■ Your assignment ■
Where the word "fingerprint" shows up in the entries below, please copy the whole line.

*** Data in this exercise Section Begins ***

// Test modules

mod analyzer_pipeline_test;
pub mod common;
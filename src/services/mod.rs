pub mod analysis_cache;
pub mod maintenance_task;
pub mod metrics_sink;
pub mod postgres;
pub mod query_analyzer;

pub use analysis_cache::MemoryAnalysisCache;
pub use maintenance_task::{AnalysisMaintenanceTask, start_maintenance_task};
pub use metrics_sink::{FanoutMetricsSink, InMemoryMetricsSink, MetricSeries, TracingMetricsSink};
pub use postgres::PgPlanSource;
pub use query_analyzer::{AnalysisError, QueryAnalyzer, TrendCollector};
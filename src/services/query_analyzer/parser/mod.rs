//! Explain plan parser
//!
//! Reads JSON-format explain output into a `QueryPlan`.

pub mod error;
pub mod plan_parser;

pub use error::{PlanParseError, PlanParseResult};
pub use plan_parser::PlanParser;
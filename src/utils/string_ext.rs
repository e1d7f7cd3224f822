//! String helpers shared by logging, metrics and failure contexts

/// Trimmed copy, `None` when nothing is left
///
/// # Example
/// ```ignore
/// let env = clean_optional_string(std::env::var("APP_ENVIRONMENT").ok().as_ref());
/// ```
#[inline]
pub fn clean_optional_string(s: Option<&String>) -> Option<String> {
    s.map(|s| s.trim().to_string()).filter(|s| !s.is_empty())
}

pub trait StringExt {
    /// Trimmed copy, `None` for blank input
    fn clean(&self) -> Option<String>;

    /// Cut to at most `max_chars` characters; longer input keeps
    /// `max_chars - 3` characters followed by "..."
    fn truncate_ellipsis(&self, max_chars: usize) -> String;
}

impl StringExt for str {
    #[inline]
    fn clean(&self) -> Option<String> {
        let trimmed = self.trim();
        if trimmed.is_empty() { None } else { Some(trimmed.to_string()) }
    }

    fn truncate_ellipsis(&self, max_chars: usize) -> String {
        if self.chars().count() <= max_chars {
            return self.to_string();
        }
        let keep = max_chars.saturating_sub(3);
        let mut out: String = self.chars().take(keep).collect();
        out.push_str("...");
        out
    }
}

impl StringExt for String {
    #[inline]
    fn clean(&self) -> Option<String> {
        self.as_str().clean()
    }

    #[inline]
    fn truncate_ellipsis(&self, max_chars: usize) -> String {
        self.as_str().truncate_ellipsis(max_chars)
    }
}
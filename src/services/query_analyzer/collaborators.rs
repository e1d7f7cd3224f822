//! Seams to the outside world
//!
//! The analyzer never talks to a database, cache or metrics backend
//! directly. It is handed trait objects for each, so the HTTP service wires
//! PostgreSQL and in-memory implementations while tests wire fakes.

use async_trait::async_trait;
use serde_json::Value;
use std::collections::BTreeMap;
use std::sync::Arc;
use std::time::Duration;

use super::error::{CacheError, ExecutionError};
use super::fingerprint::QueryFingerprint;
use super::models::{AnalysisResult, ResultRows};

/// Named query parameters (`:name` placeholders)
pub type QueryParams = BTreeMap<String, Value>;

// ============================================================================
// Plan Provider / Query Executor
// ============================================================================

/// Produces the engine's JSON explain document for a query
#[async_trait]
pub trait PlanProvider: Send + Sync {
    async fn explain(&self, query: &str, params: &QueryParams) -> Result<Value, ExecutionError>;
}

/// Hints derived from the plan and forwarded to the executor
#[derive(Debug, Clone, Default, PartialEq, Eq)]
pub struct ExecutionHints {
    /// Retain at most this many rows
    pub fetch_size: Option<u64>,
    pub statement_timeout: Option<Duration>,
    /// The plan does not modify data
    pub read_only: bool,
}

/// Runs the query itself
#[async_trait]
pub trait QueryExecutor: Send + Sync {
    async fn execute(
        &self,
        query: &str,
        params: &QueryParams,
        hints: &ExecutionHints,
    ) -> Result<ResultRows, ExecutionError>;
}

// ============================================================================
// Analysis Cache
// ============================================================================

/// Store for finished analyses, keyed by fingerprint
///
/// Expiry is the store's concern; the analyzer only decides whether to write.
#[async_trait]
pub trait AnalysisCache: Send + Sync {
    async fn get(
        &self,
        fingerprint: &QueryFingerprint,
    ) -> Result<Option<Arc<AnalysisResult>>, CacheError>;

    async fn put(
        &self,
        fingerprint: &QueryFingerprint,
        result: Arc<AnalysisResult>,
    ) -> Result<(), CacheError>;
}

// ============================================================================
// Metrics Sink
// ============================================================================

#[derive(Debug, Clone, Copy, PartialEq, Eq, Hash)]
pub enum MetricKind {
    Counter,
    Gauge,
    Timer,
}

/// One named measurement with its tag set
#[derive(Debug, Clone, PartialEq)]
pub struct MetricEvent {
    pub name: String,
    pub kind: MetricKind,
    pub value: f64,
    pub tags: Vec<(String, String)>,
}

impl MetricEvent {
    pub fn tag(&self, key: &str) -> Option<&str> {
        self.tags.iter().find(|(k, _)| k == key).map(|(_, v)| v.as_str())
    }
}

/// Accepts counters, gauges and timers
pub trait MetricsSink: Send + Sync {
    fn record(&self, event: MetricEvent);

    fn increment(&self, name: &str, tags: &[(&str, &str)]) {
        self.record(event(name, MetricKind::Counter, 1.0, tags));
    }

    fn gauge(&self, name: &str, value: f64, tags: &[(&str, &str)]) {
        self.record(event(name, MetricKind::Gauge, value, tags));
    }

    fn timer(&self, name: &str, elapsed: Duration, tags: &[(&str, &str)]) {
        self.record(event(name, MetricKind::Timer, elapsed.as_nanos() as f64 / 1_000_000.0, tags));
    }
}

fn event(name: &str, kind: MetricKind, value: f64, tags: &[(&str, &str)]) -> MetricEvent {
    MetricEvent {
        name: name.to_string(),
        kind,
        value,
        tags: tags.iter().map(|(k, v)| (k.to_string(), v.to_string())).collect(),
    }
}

*** Data in this exercise Section Ends ***

■ Answer below ■
use super::fingerprint::QueryFingerprint;
/// Store for finished analyses, keyed by fingerprint
        fingerprint: &QueryFingerprint,
        fingerprint: &QueryFingerprint,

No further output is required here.